Excerpts from the Glacier Bay Website
Sailing through Glacier Bay today, you travel along shorelines and among islands that were completely covered by ice just over 200 years ago. When Captain George Vancouver charted adjacent waters of Icy Strait in 1794, he and his crew described what we now call Glacier Bay as just a small five-mile indent in a gigantic glacier that stretched off to the horizon. That massive glacier was more than 4,000 feet thick in places, up to 20 miles wide, and extended more than 100 miles to the St. Elias mountain range. By 1879, however, naturalist John Muir discovered that the ice had retreated more than 30 miles forming an actual bay. By 1916, the Grand Pacific Glacier – the main glacier credited with carving the bay – had melted back 60 miles to the head of what is now Tarr Inlet. In 1925, President Calvin Coolidge declared Glacier Bay a national monument.

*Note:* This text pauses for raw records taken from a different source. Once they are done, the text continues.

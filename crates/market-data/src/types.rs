//! Core market data types

use crate::error::MarketDataError;
use chrono::NaiveDate;
use serde::{Deserialize, Serialize};
use std::fmt;
use std::str::FromStr;

/// Kind of underlying an option or series is written on.
#[derive(Debug, Clone, Copy, PartialEq, Eq, Hash, Serialize, Deserialize)]
#[serde(rename_all = "lowercase")]
pub enum UnderlyingType {
    /// A single listed equity
    Stock,
    /// A sector or broad-market index
    Sector,
}

impl UnderlyingType {
    pub fn as_str(&self) -> &'static str {
        match self {
            UnderlyingType::Stock => "stock",
            UnderlyingType::Sector => "sector",
        }
    }
}

impl fmt::Display for UnderlyingType {
    fn fmt(&self, f: &mut fmt::Formatter<'_>) -> fmt::Result {
        f.write_str(self.as_str())
    }
}

impl FromStr for UnderlyingType {
    type Err = MarketDataError;

    /// Exact, lowercase tags only.
    fn from_str(s: &str) -> Result<Self, Self::Err> {
        match s {
            "stock" => Ok(UnderlyingType::Stock),
            "sector" => Ok(UnderlyingType::Sector),
            other => Err(MarketDataError::InvalidUnderlyingType(other.to_string())),
        }
    }
}

/// Bar width requested from a candle source.
#[derive(Debug, Clone, Copy, PartialEq, Eq, Hash, Serialize, Deserialize)]
pub enum CandleInterval {
    #[serde(rename = "day")]
    Day,
    #[serde(rename = "5minute")]
    FiveMinute,
}

impl CandleInterval {
    /// Path segment used by the historical candle API.
    pub fn as_str(&self) -> &'static str {
        match self {
            CandleInterval::Day => "day",
            CandleInterval::FiveMinute => "5minute",
        }
    }
}

impl FromStr for CandleInterval {
    type Err = MarketDataError;

    fn from_str(s: &str) -> Result<Self, Self::Err> {
        match s {
            "day" => Ok(CandleInterval::Day),
            "5minute" => Ok(CandleInterval::FiveMinute),
            other => Err(MarketDataError::InvalidInterval(other.to_string())),
        }
    }
}

/// One OHLCV bar.
///
/// `time` is a bare `HH:MM` label for intraday bars and the date for daily ones.
#[derive(Debug, Clone, PartialEq, Serialize, Deserialize)]
pub struct Bar {
    pub time: String,
    #[serde(rename = "open_price")]
    pub open: f64,
    #[serde(rename = "high_price")]
    pub high: f64,
    #[serde(rename = "low_price")]
    pub low: f64,
    #[serde(rename = "close_price")]
    pub close: f64,
    pub volume: i64,
}

impl Bar {
    /// Create a bar, enforcing the high/low bounds.
    pub fn new(time: impl Into<String>, open: f64, high: f64, low: f64, close: f64, volume: i64) -> Self {
        Self {
            time: time.into(),
            open,
            high,
            low,
            close,
            volume,
        }
        .normalized()
    }

    /// Widen high and low so that `low <= min(open, close)` and `high >= max(open, close)`.
    ///
    /// A bar that already satisfies the bounds is returned unchanged.
    pub fn normalized(mut self) -> Self {
        self.high = self.high.max(self.open).max(self.close);
        self.low = self.low.min(self.open).min(self.close);
        self
    }

    /// Whether high and low bound open and close.
    pub fn is_consistent(&self) -> bool {
        self.low <= self.open.min(self.close) && self.high >= self.open.max(self.close)
    }
}

/// Daily OHLCV record for one underlying, with an optional intraday series.
#[derive(Debug, Clone, PartialEq, Serialize, Deserialize)]
pub struct DailyRecord {
    pub symbol: String,
    pub underlying_type: UnderlyingType,
    pub date: NaiveDate,
    #[serde(rename = "open_price")]
    pub open: f64,
    #[serde(rename = "high_price")]
    pub high: f64,
    #[serde(rename = "low_price")]
    pub low: f64,
    #[serde(rename = "close_price")]
    pub close: f64,
    pub volume: i64,
    /// Implied volatility estimate
    pub iv: f64,
    /// Intraday bars, oldest first. `None` when not requested.
    #[serde(default, skip_serializing_if = "Option::is_none")]
    pub timewise: Option<Vec<Bar>>,
}

impl DailyRecord {
    /// Build a record from a daily bar. The bar's bounds are enforced.
    pub fn from_bar(
        symbol: impl Into<String>,
        underlying_type: UnderlyingType,
        date: NaiveDate,
        bar: Bar,
        iv: f64,
    ) -> Self {
        let bar = bar.normalized();
        Self {
            symbol: symbol.into(),
            underlying_type,
            date,
            open: bar.open,
            high: bar.high,
            low: bar.low,
            close: bar.close,
            volume: bar.volume,
            iv,
            timewise: None,
        }
    }

    /// The daily values as a bar labelled with the date.
    pub fn bar(&self) -> Bar {
        Bar {
            time: self.date.to_string(),
            open: self.open,
            high: self.high,
            low: self.low,
            close: self.close,
            volume: self.volume,
        }
    }

    /// Spot price used for strike selection.
    pub fn spot(&self) -> f64 {
        self.close
    }

    /// Intraday bars, empty when not requested or unavailable.
    pub fn intraday(&self) -> &[Bar] {
        self.timewise.as_deref().unwrap_or_default()
    }
}
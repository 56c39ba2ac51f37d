//! Symbol resolution against the current reference table snapshot.

use crate::error::{InstrumentError, InstrumentResult};
use crate::table::{ReferenceTable, EXCHANGE_SUFFIXES};
use crate::types::InstrumentKey;
use parking_lot::RwLock;
use std::sync::Arc;
use tracing::{debug, info};

/// Resolves human-facing symbols to instrument keys.
///
/// Holds the process-wide reference table as an `Arc` snapshot. Lookups clone
/// the `Arc` under a short read lock and search without holding it; reloads
/// swap the whole snapshot under the write lock.
#[derive(Debug, Default)]
pub struct InstrumentResolver {
    table: RwLock<Arc<ReferenceTable>>,
}

impl InstrumentResolver {
    /// Create a resolver over an already-built table.
    pub fn new(table: ReferenceTable) -> Self {
        Self {
            table: RwLock::new(Arc::new(table)),
        }
    }

    /// A resolver with no entries. Every symbol is `NotFound` until a table is loaded.
    pub fn empty() -> Self {
        Self::default()
    }

    /// Current snapshot.
    pub fn snapshot(&self) -> Arc<ReferenceTable> {
        Arc::clone(&self.table.read())
    }

    /// Atomically publish a new table. Returns the number of symbols it holds.
    pub fn replace(&self, table: ReferenceTable) -> usize {
        let len = table.len();
        *self.table.write() = Arc::new(table);
        info!(symbols = len, "Reference table replaced");
        len
    }

    /// Number of symbols in the current snapshot.
    pub fn len(&self) -> usize {
        self.table.read().len()
    }

    pub fn is_empty(&self) -> bool {
        self.table.read().is_empty()
    }

    /// Resolve a symbol.
    ///
    /// Exact lookup first; on a miss a known exchange suffix is stripped and the
    /// lookup retried once. No case folding or fuzzy matching.
    pub fn resolve(&self, symbol: &str) -> InstrumentResult<InstrumentKey> {
        let table = self.snapshot();

        if let Some(key) = table.get(symbol) {
            return Ok(key.clone());
        }

        if let Some(base) = strip_exchange_suffix(symbol) {
            if let Some(key) = table.get(base) {
                debug!(symbol, base, "Resolved after stripping exchange suffix");
                return Ok(key.clone());
            }
        }

        Err(InstrumentError::not_found(symbol))
    }
}

/// Strip one known exchange suffix (`RELIANCE.NS` -> `RELIANCE`).
///
/// Returns `None` when the symbol carries no known suffix or would be empty
/// after stripping.
pub fn strip_exchange_suffix(symbol: &str) -> Option<&str> {
    EXCHANGE_SUFFIXES
        .iter()
        .find_map(|suffix| symbol.strip_suffix(suffix))
        .filter(|base| !base.is_empty())
}
//! # Instrument Crate
//!
//! Reference data layer for Tickforge. Every market data request starts here:
//! a human-facing symbol (`RELIANCE`, `RELIANCE.NS`, `NIFTY 50`) is resolved to
//! the canonical instrument key the upstream candle source understands.
//!
//! ## Key Components
//!
//! - **Domain Types**: `InstrumentKey`
//! - **Reference Table**: immutable `symbol -> key` snapshot with the well-known index aliases
//! - **Resolver**: `InstrumentResolver`, exact lookup with one exchange-suffix fallback
//! - **Loader**: `ReferenceLoader`, fetches and decodes the instrument master list
//! - **Sources**: `ReferenceSource` trait with HTTP, file and in-memory implementations
//!
//! ## Architecture
//!
//! ```text
//! ┌─────────────────────────────────────────────────────────────┐
//! │                    Instrument Crate                         │
//! │  ┌──────────────────┐        ┌───────────────────────────┐  │
//! │  │  ReferenceLoader │──────▶ │  ReferenceSource (trait)  │  │
//! │  │  csv / gzip/json │        │  Http │ File │ InMemory   │  │
//! │  └────────┬─────────┘        └───────────────────────────┘  │
//! │           │ builds                                          │
//! │           ▼                                                 │
//! │  ┌──────────────────┐        ┌───────────────────────────┐  │
//! │  │  ReferenceTable  │◀────── │  InstrumentResolver       │  │
//! │  │  (Arc snapshot)  │  swap  │  resolve(symbol) -> key   │  │
//! │  └──────────────────┘        └───────────────────────────┘  │
//! └─────────────────────────────────────────────────────────────┘
//! ```
//!
//! The table is built completely before it is published; the resolver only
//! ever swaps whole snapshots, so a reader never sees a half-loaded table.

pub mod error;
pub mod loader;
pub mod resolver;
pub mod source;
pub mod table;
pub mod types;

// Re-export main types for convenience
pub use error::{InstrumentError, InstrumentResult};
pub use loader::{parse_document, LoadReport, ReferenceLoader};
pub use resolver::{strip_exchange_suffix, InstrumentResolver};
pub use source::{
    FileReferenceSource, HttpReferenceSource, InMemoryReferenceSource, ReferenceDocument,
    ReferenceFormat, ReferenceSource,
};
pub use table::{ReferenceTable, ReferenceTableBuilder, EXCHANGE_SUFFIXES, INDEX_ALIASES};
pub use types::InstrumentKey;
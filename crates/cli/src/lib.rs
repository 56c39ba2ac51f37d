use clap::{Parser, Subcommand, ValueEnum};
use std::path::PathBuf;

const DEFAULT_CONFIG: &str = "master_config/tickforge.yaml";

#[derive(Parser, Debug)]
#[command(name = "tickforge")]
#[command(about = "Tickforge - synthetic and live OHLCV data with derived option premiums")]
#[command(version)]
pub struct Cli {
    #[command(subcommand)]
    pub command: Commands,
}

#[derive(Subcommand, Debug)]
pub enum Commands {
    /// Start the HTTP API
    Start {
        /// Path to the configuration file
        #[arg(short, long, default_value = DEFAULT_CONFIG)]
        config: PathBuf,

        /// Override the data provider
        #[arg(long, value_enum)]
        provider: Option<ProviderArg>,

        /// Override HTTP port
        #[arg(long)]
        http: Option<u16>,
    },

    /// Validate configuration without starting
    Validate {
        /// Path to the configuration file
        #[arg(short, long, default_value = DEFAULT_CONFIG)]
        config: PathBuf,
    },

    /// Write a configuration file with all defaults
    Init {
        /// Output path for the new configuration file
        #[arg(short, long, default_value = "tickforge.yaml")]
        output: PathBuf,
    },

    /// Load the reference table and resolve a symbol to its instrument key
    Resolve {
        /// Symbol, e.g. RELIANCE or RELIANCE.NS
        symbol: String,

        #[arg(short, long, default_value = DEFAULT_CONFIG)]
        config: PathBuf,
    },

    /// Print the daily record for an underlying as JSON
    Daily {
        #[arg(value_enum)]
        underlying_type: UnderlyingArg,

        symbol: String,

        /// Date as YYYY-MM-DD
        date: String,

        /// Include the 5-minute intraday series
        #[arg(long)]
        timewise: bool,

        #[arg(short, long, default_value = DEFAULT_CONFIG)]
        config: PathBuf,

        #[arg(long, value_enum)]
        provider: Option<ProviderArg>,
    },

    /// Print the option contract ladder for an underlying as JSON
    Contracts {
        #[arg(value_enum)]
        underlying_type: UnderlyingArg,

        symbol: String,

        /// Expiry as YYYY-MM-DD
        expiry: String,

        /// Strikes on each side of ATM (defaults to the configured value)
        #[arg(long)]
        levels: Option<u32>,

        /// Strike spacing (defaults to the configured value)
        #[arg(long)]
        interval: Option<f64>,

        /// Spot date as YYYY-MM-DD (defaults to today)
        #[arg(long)]
        date: Option<String>,

        #[arg(short, long, default_value = DEFAULT_CONFIG)]
        config: PathBuf,

        #[arg(long, value_enum)]
        provider: Option<ProviderArg>,
    },
}

#[derive(ValueEnum, Clone, Copy, Debug, PartialEq, Eq)]
pub enum ProviderArg {
    /// Historical candle API
    Live,
    /// Seeded random walk
    Synthetic,
}

impl ProviderArg {
    pub fn as_str(&self) -> &'static str {
        match self {
            ProviderArg::Live => "live",
            ProviderArg::Synthetic => "synthetic",
        }
    }
}

#[derive(ValueEnum, Clone, Copy, Debug, PartialEq, Eq)]
pub enum UnderlyingArg {
    Stock,
    Sector,
}

impl UnderlyingArg {
    pub fn as_str(&self) -> &'static str {
        match self {
            UnderlyingArg::Stock => "stock",
            UnderlyingArg::Sector => "sector",
        }
    }
}

impl Cli {
    pub fn parse_args() -> Self {
        Self::parse()
    }
}
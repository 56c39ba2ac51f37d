//! Server error types

use std::io;
use std::net::SocketAddr;
use thiserror::Error;

/// Result type alias for server operations
pub type Result<T> = std::result::Result<T, ServerError>;

/// Failures while bringing the listener up or serving on it.
#[derive(Error, Debug)]
pub enum ServerError {
    /// `host:port` from configuration is not a socket address
    #[error("'{0}' is not a valid listen address")]
    InvalidAddress(String),

    #[error("Cannot listen on {address}: {source}")]
    Bind {
        address: SocketAddr,
        #[source]
        source: io::Error,
    },

    /// The accept loop stopped with an I/O error
    #[error("HTTP server stopped: {0}")]
    Serve(#[source] io::Error),
}
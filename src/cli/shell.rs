use std::{
    borrow::Cow,
    fmt,
    io::{self, BufRead},
};

use rustyline::{
    completion::{Completer, Pair},
    error::ReadlineError,
    highlight::Highlighter,
    hint::Hinter,
    history::DefaultHistory,
    validate::{ValidationContext, ValidationResult, Validator},
    Cmd, Context as ReadlineContext, Editor, Helper, KeyEvent,
};
use shell_words::split;

use crate::cli::context::{CliError, CliMode, LoopControl, ShellContext};
use crate::cli::output;

const SCRIPT_ENV: &str = "NATILLERA_CLI_SCRIPT";

pub fn run_cli() -> Result<(), CliError> {
    let mode = if std::env::var_os(SCRIPT_ENV).is_some() {
        CliMode::Script
    } else {
        CliMode::Interactive
    };

    let mut context = ShellContext::new(mode)?;

    match mode {
        CliMode::Interactive => run_interactive(&mut context),
        CliMode::Script => run_script(&mut context),
    }
}

fn run_interactive(context: &mut ShellContext) -> Result<(), CliError> {
    let mut editor = Editor::<CommandHelper, DefaultHistory>::new()?;
    let helper = CommandHelper::new(context.command_names());
    editor.set_helper(Some(helper));
    editor.bind_sequence(KeyEvent::from('?'), Cmd::Complete);

    output::info("Type `help` to list commands.");
    while context.running {
        let prompt = context.prompt();
        match editor.readline(&prompt) {
            Ok(line) => {
                let trimmed = line.trim();
                if trimmed.is_empty() {
                    continue;
                }
                editor.add_history_entry(trimmed).ok();
                if handle_line(context, trimmed) == LoopControl::Exit {
                    break;
                }
            }
            Err(ReadlineError::Interrupted) | Err(ReadlineError::Eof) => {
                output::info("Exiting shell.");
                break;
            }
            Err(err) => return Err(err.into()),
        }
    }

    Ok(())
}

fn run_script(context: &mut ShellContext) -> Result<(), CliError> {
    let stdin = io::stdin();
    for line in stdin.lock().lines() {
        if !context.running {
            break;
        }
        let line = line?;
        if handle_line(context, &line) == LoopControl::Exit {
            break;
        }
    }
    Ok(())
}

fn handle_line(context: &mut ShellContext, line: &str) -> LoopControl {
    let tokens = match parse_command_line(line) {
        Ok(tokens) => tokens,
        Err(err) => {
            output::warning(err);
            return LoopControl::Continue;
        }
    };

    let Some(raw) = tokens.first() else {
        return LoopControl::Continue;
    };
    if raw.starts_with('#') {
        return LoopControl::Continue;
    }

    let command = raw.to_lowercase();
    let args: Vec<&str> = tokens.iter().skip(1).map(String::as_str).collect();

    match context.dispatch(&command, &args) {
        Ok(LoopControl::Exit) => {
            context.running = false;
            LoopControl::Exit
        }
        Ok(LoopControl::Continue) => LoopControl::Continue,
        Err(err) => {
            context.report_error(err);
            LoopControl::Continue
        }
    }
}

struct CommandHelper {
    commands: Vec<String>,
}

impl CommandHelper {
    fn new(names: Vec<&'static str>) -> Self {
        let mut commands: Vec<String> = names
            .into_iter()
            .map(|name| name.to_ascii_lowercase())
            .collect();
        commands.sort();
        commands.dedup();
        Self { commands }
    }
}

impl Helper for CommandHelper {}

impl Completer for CommandHelper {
    type Candidate = Pair;

    fn complete(
        &self,
        line: &str,
        pos: usize,
        _ctx: &ReadlineContext<'_>,
    ) -> rustyline::Result<(usize, Vec<Pair>)> {
        let prefix = &line[..pos];
        let start = prefix
            .rfind(char::is_whitespace)
            .map(|idx| idx + 1)
            .unwrap_or(0);

        let trimmed = prefix.trim_start();
        if let Some(space_idx) = trimmed.find(char::is_whitespace) {
            let leading = prefix.len().saturating_sub(trimmed.len());
            if pos > leading + space_idx {
                return Ok((start, Vec::new()));
            }
        }

        let needle = prefix[start..].to_ascii_lowercase();
        let candidates = self
            .commands
            .iter()
            .filter(|name| name.starts_with(&needle))
            .map(|name| Pair {
                display: name.clone(),
                replacement: name.clone(),
            })
            .collect();
        Ok((start, candidates))
    }
}

impl Hinter for CommandHelper {
    type Hint = String;
}

impl Highlighter for CommandHelper {
    fn highlight<'l>(&self, line: &'l str, _pos: usize) -> Cow<'l, str> {
        Cow::Borrowed(line)
    }
}

impl Validator for CommandHelper {
    fn validate(&self, ctx: &mut ValidationContext) -> rustyline::Result<ValidationResult> {
        let _ = ctx;
        Ok(ValidationResult::Valid(None))
    }
}

pub(crate) fn parse_command_line(input: &str) -> Result<Vec<String>, ParseError> {
    split(input).map_err(|err| ParseError {
        message: err.to_string(),
    })
}

#[derive(Debug)]
pub(crate) struct ParseError {
    message: String,
}

impl fmt::Display for ParseError {
    fn fmt(&self, f: &mut fmt::Formatter<'_>) -> fmt::Result {
        write!(f, "{}", self.message)
    }
}
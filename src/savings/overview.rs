use serde::Serialize;

use super::account::SavingsAccount;
use crate::{
    core::time::Clock,
    ledger::{count_contribution_months, next_due_month, sort_newest_first, MonthTag, Transaction},
    simulation::{project_savings, SavingsProjection},
};

/// Snapshot of a member's savings derived from their account and ledger.
#[derive(Debug, Clone, PartialEq, Serialize)]
pub struct SavingsOverview {
    pub next_due: MonthTag,
    pub months_contributed: usize,
    pub projection: SavingsProjection,
    pub recent: Vec<Transaction>,
}

impl SavingsOverview {
    /// Combines the due month, contribution count and projection, plus the
    /// newest `history_limit` ledger records.
    pub fn build(
        account: &SavingsAccount,
        transactions: &[Transaction],
        clock: &dyn Clock,
        history_limit: usize,
    ) -> Self {
        let months_contributed = count_contribution_months(transactions);
        let elapsed = u32::try_from(months_contributed).unwrap_or(u32::MAX);
        let projection = project_savings(
            account.monthly_contribution,
            elapsed,
            account.interest_rate_pct,
        );

        let mut recent = sort_newest_first(transactions);
        recent.truncate(history_limit);

        Self {
            next_due: next_due_month(transactions, clock),
            months_contributed,
            projection,
            recent,
        }
    }
}

#[cfg(test)]
mod tests {
    use super::*;
    use crate::core::time::FixedClock;
    use chrono::NaiveDate;

    #[test]
    fn overview_ties_the_pipeline_together() {
        let account = SavingsAccount::new(100000.0, 10.0);
        let transactions = vec![
            Transaction::new("Aporte Mensual", "Aporte (Enero 2024)", None, 100000.0),
            Transaction::new("Aporte Mensual", "Aporte (Febrero 2024)", None, 100000.0),
            Transaction::new("Aporte Mensual", "Aporte (Febrero 2024)", None, 100000.0),
            Transaction::new("Aporte Mensual", "Aporte (Marzo 2024)", None, 100000.0),
            Transaction::new("Préstamo", "Préstamo creado (plazo 6 meses)", None, 5.0),
        ];
        let clock = FixedClock::at_date(NaiveDate::from_ymd_opt(2024, 4, 1).unwrap());

        let overview = SavingsOverview::build(&account, &transactions, &clock, 2);

        assert_eq!(overview.next_due.to_string(), "Abril 2024");
        assert_eq!(overview.months_contributed, 3);
        assert!((overview.projection.total_accumulated - 364100.0).abs() < 1e-6);
        assert_eq!(overview.recent.len(), 2);
        assert_eq!(overview.recent[0].description, "Aporte (Marzo 2024)");
    }
}
use serde::Serialize;

use crate::{
    core::time::Clock,
    errors::NatilleraError,
    ledger::{Transaction, LOAN_PAYMENT_KIND, RECORD_TIMESTAMP_FORMAT},
};

const LOAN_CATEGORY: &str = "prestamo";

/// Marker embedded in payment descriptions to tie them to a loan.
pub fn payment_tag(loan_id: i64) -> String {
    format!("[prestamo_id:{loan_id}]")
}

/// Payment records for `loan_id`, oldest first.
pub fn loan_payments(transactions: &[Transaction], loan_id: i64) -> Vec<Transaction> {
    let tag = payment_tag(loan_id).to_lowercase();
    let mut payments: Vec<Transaction> = transactions
        .iter()
        .filter(|txn| txn.kind == LOAN_PAYMENT_KIND)
        .filter(|txn| txn.description.to_lowercase().contains(&tag))
        .cloned()
        .collect();
    payments.sort_by_key(Transaction::timestamp_millis);
    payments
}

/// Outstanding balance of a loan against the payments recorded so far.
#[derive(Debug, Clone, Copy, PartialEq, Serialize)]
pub struct LoanPosition {
    pub total: f64,
    pub paid: f64,
}

/// A repayment accepted by [`LoanPosition::register_payment`].
#[derive(Debug, Clone, PartialEq)]
pub struct LoanPayment {
    pub amount: f64,
    pub outstanding_after: f64,
    pub settled: bool,
    pub transaction: Transaction,
}

impl LoanPosition {
    pub fn new(total: f64, paid: f64) -> Self {
        Self { total, paid }
    }

    /// Position of `loan_id` given the full ledger.
    pub fn from_ledger(total: f64, transactions: &[Transaction], loan_id: i64) -> Self {
        let paid = loan_payments(transactions, loan_id)
            .iter()
            .map(|payment| payment.amount)
            .sum();
        Self::new(total, paid)
    }

    pub fn outstanding(&self) -> f64 {
        (self.total - self.paid).max(0.0)
    }

    pub fn is_settled(&self) -> bool {
        self.outstanding() <= 0.0
    }

    /// Accepts a repayment and returns the ledger record to store.
    ///
    /// Without a positive `requested` amount one installment is charged. The
    /// amount never exceeds the outstanding balance, and a charge that would
    /// round to nothing or overshoot settles the exact remainder instead.
    pub fn register_payment(
        &mut self,
        loan_id: i64,
        requested: Option<f64>,
        term_months: u32,
        clock: &dyn Clock,
    ) -> Result<LoanPayment, NatilleraError> {
        if self.is_settled() {
            return Err(NatilleraError::LoanSettled);
        }

        let amount = match requested {
            Some(value) if value.is_finite() && value > 0.0 => value,
            _ if term_months > 0 => (self.total / f64::from(term_months)).round(),
            _ => {
                return Err(NatilleraError::InvalidInput(
                    "payment amount must be positive".into(),
                ))
            }
        };

        let outstanding = self.outstanding();
        let amount = if amount <= 0.0 || amount >= outstanding {
            self.paid = self.total;
            outstanding
        } else {
            self.paid += amount;
            amount
        };
        let outstanding_after = self.outstanding();
        let settled = outstanding_after <= 0.0;

        tracing::info!(loan_id, amount, outstanding_after, settled, "loan payment registered");

        let transaction = Transaction::new(
            LOAN_PAYMENT_KIND,
            format!("Pago de préstamo {}", payment_tag(loan_id)),
            Some(clock.local_now().format(RECORD_TIMESTAMP_FORMAT).to_string()),
            amount,
        )
        .with_category(LOAN_CATEGORY);

        Ok(LoanPayment {
            amount,
            outstanding_after,
            settled,
            transaction,
        })
    }
}

#[cfg(test)]
mod tests {
    use super::*;
    use crate::core::time::FixedClock;
    use crate::loans::LoanQuote;
    use chrono::NaiveDate;

    fn clock() -> FixedClock {
        FixedClock::at_date(NaiveDate::from_ymd_opt(2024, 2, 15).unwrap())
    }

    fn payment(loan_id: i64, amount: f64, timestamp: &str) -> Transaction {
        Transaction::new(
            LOAN_PAYMENT_KIND,
            format!("Pago de préstamo {}", payment_tag(loan_id)),
            Some(timestamp.into()),
            amount,
        )
    }

    #[test]
    fn selects_payments_for_one_loan_oldest_first() {
        let ledger = vec![
            payment(1, 300.0, "2024-03-01"),
            payment(2, 999.0, "2024-01-01"),
            payment(1, 200.0, "2024-02-01"),
            Transaction::new("Aporte", "[prestamo_id:1]", None, 50.0),
            Transaction::new(LOAN_PAYMENT_KIND, "pago [PRESTAMO_ID:1]", None, 10.0),
        ];
        let payments = loan_payments(&ledger, 1);
        let amounts: Vec<f64> = payments.iter().map(|p| p.amount).collect();
        assert_eq!(amounts, vec![10.0, 200.0, 300.0]);

        let position = LoanPosition::from_ledger(1000.0, &ledger, 1);
        assert_eq!(position.paid, 510.0);
        assert_eq!(position.outstanding(), 490.0);
    }

    #[test]
    fn default_payment_is_one_installment() {
        let mut position = LoanPosition::new(1200.0, 0.0);
        let payment = position.register_payment(4, None, 12, &clock()).unwrap();
        assert_eq!(payment.amount, 100.0);
        assert_eq!(payment.outstanding_after, 1100.0);
        assert!(!payment.settled);
        assert_eq!(
            payment.transaction.description,
            "Pago de préstamo [prestamo_id:4]"
        );
    }

    #[test]
    fn payments_are_capped_at_the_outstanding_balance() {
        let mut position = LoanPosition::new(1000.0, 900.0);
        let payment = position.register_payment(1, Some(500.0), 10, &clock()).unwrap();
        assert_eq!(payment.amount, 100.0);
        assert!(payment.settled);
        assert!(matches!(
            position.register_payment(1, None, 10, &clock()),
            Err(NatilleraError::LoanSettled)
        ));
    }

    #[test]
    fn zero_term_requires_an_explicit_amount() {
        let mut position = LoanPosition::new(1000.0, 0.0);
        assert!(matches!(
            position.register_payment(1, Some(0.0), 0, &clock()),
            Err(NatilleraError::InvalidInput(_))
        ));
        assert!(position.register_payment(1, Some(250.0), 0, &clock()).is_ok());
    }

    #[test]
    fn fractional_remainder_is_settled_exactly() {
        let start = NaiveDate::from_ymd_opt(2024, 1, 1).unwrap();
        let quote = LoanQuote::new(1001.0, 1.33, 1, start).unwrap();
        let mut position = LoanPosition::new(quote.total, 0.0);

        let first = position.register_payment(1, None, 1, &clock()).unwrap();
        assert_eq!(first.amount, 1014.0);
        assert!(!first.settled);

        let last = position.register_payment(1, None, 1, &clock()).unwrap();
        assert!(last.amount > 0.0 && last.amount < 1.0);
        assert!(last.settled);
        assert_eq!(last.outstanding_after, 0.0);
        assert!(matches!(
            position.register_payment(1, None, 1, &clock()),
            Err(NatilleraError::LoanSettled)
        ));
    }

    #[test]
    fn payment_records_are_stamped_from_the_clock() {
        let mut position = LoanPosition::new(600.0, 0.0);
        let payment = position.register_payment(9, None, 3, &clock()).unwrap();

        assert_eq!(
            payment.transaction.timestamp.as_deref(),
            Some("2024-02-15T00:00:00")
        );
        assert_eq!(payment.transaction.category.as_deref(), Some("prestamo"));

        let ledger = vec![payment.transaction];
        let recorded = loan_payments(&ledger, 9);
        assert_eq!(recorded[0].timestamp_millis(), ledger[0].timestamp_millis());
        assert!(recorded[0].timestamp_millis() > 0);
    }
}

The 1916 Organic Act, which created the National Park Service, requires parks "to conserve the scenery and the natural and historic objects and the wild life therein." A comprehensive program of scientific research and monitoring is thus required to ensure that Glacier Bay ’s natural and cultural resources are adequately protected. Some of these studies are focused on specific resource concerns, such as the effects of vessels on marine life or the impacts of shoreline camping on nesting birds. Other studies are broader in nature and intended to better understand the complex marine and terrestrial ecosystems of this large wilderness park. Such understanding is necessary in order to separate natural change from changes which are caused by human activities.
While some research projects at Glacier Bay are conducted by park staff, many are performed by scientists from other agencies or institutions under working agreements with the National Park Service. The importance of science-based management is widely recognized throughout the national park system and is incorporated into Glacier Bay National Park 's mission statement.